Thursday, 4 November 2010

OWASP and certifications

(based on my answer to an email thread about OWASP Certifications started by  SI)

Certification has historically been a hot topic at OWASP, with the reasons being a mix of 'alergy' to certifications by a considerable part of our community and the problems in creation an OWASP Certification that is compatible with OWASP Openness model.

James McGovern (a couple years ago) did a an amazing job at trying to create a Certification for OWASP, unfortunately it was probably too soon for the OWASP community and we (at the time) didn't have a good picture of how it could be made to work (and part of that is my fault since I was part of the group that had a problem with the 'need to have closed questions and answers' requirement).

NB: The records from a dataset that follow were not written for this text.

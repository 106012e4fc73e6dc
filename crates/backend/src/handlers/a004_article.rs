use axum::extract::rejection::JsonRejection;
use axum::extract::{Path, State};
use axum::Json;
use contracts::domain::a004_article::{Article, ArticleCreateDto, ArticleUpdateDto};

use super::json_body;
use crate::domain::a004_article;
use crate::shared::errors::CatalogError;
use crate::shared::state::AppState;

/// POST /articulos/
pub async fn create(
    State(state): State<AppState>,
    body: Result<Json<ArticleCreateDto>, JsonRejection>,
) -> Result<Json<Article>, CatalogError> {
    let dto = json_body(body)?;
    let created = a004_article::service::create(&state.db, dto).await?;
    Ok(Json(created))
}

/// GET /articulos/:sku
pub async fn get_by_sku(
    State(state): State<AppState>,
    Path(sku): Path<String>,
) -> Result<Json<Article>, CatalogError> {
    Ok(Json(a004_article::service::get(&state.db, &sku).await?))
}

/// PUT /articulos/:sku
pub async fn update(
    State(state): State<AppState>,
    Path(sku): Path<String>,
    body: Result<Json<ArticleUpdateDto>, JsonRejection>,
) -> Result<Json<Article>, CatalogError> {
    let dto = json_body(body)?;
    let updated = a004_article::service::update(&state.db, &sku, dto).await?;
    Ok(Json(updated))
}

/// DELETE /articulos/:sku
pub async fn delete(
    State(state): State<AppState>,
    Path(sku): Path<String>,
) -> Result<Json<Article>, CatalogError> {
    Ok(Json(a004_article::service::delete(&state.db, &sku).await?))
}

Here are a couple comments, which will hopefully clarify the current situation:

  • There is no problem in creating Certifications around OWASP materials (i.e. not 'OWASP Certifications' but 'Certifications on OWASP {put project name here}' (we could even have an generic 'Certification on OWASP'))
  • The problem is in OWASP running this certification (which mainly for the need to have 'closed' questions is a non-starter)
  • The only way I could see an 'OWASP Certification' to be created is one were ALL Questions and Answers are publicly available in the OWASP Website (and if you think about this idea for a bit, you'll see that it should work once the number of questions is significant larger than the questions asked the in exam)
  • Even in the case where there is an 'OWASP Certification' or 'Certification around OWASP materials', there is no structure at OWASP that can handle the exam and certification process (and there is no plans to create on in the short to medium term)
  • The best (and most realistic) scenario is one where 3rd party commercial companies (like SI) use OWASP as the 'body of knowledge' and manage themselves the Question generation, Certification brand and Exam process (of course that OWASP Leaders could be independently involved in this process (for example helping writing questions) but it is very important to understand that there is no structure at OWASP that could be officially involved in this process (for example if SI wants to hire an OWASP Leader to participate that will need to be a commercial arrangement between SI and that OWASP Leader)
  • In terms of the focus of the Certifications, I would add another audience that Robert Hansen as tried to push OWASP to do, which is the QA professionals. I.e. create a 'OWASP for QA' Certification that focus on the minimum WebAppSec knowledge that these key SDL players should have.
  • Ultimately there should be a number of 'OWASP based' Certifications in the market, and it should be the market to decide which one they trust.
  • Although It would be hard for OWASP to 'officially' endorse a certification, we now have (in 2010) a number of ways that OWASP can give a lot of visibility to Certifications that are created around OWASP materials
    • Public reviews of certifications delivered at OWASP Conferences (created by an OWASP Leaders who go through the proccess)
    • Create an 'OWASP Quote' where OWASP Board+Leaders can make an 'on the record' comment on an OWASP-based certification. See http://www.owasp.org/index.php/Quotes for an example
    • List Certification(s) on a 'Commercial Services' registry that is still under development but is a perfect medium for this (see http://www.owasp.org/index.php/OWASP_Related_Commercial_Services)
So in a nutshell. Certifications are very important to OWASP and is something that if done correctly would had tremendus value to OWASP's community and help to reach a much wider audience.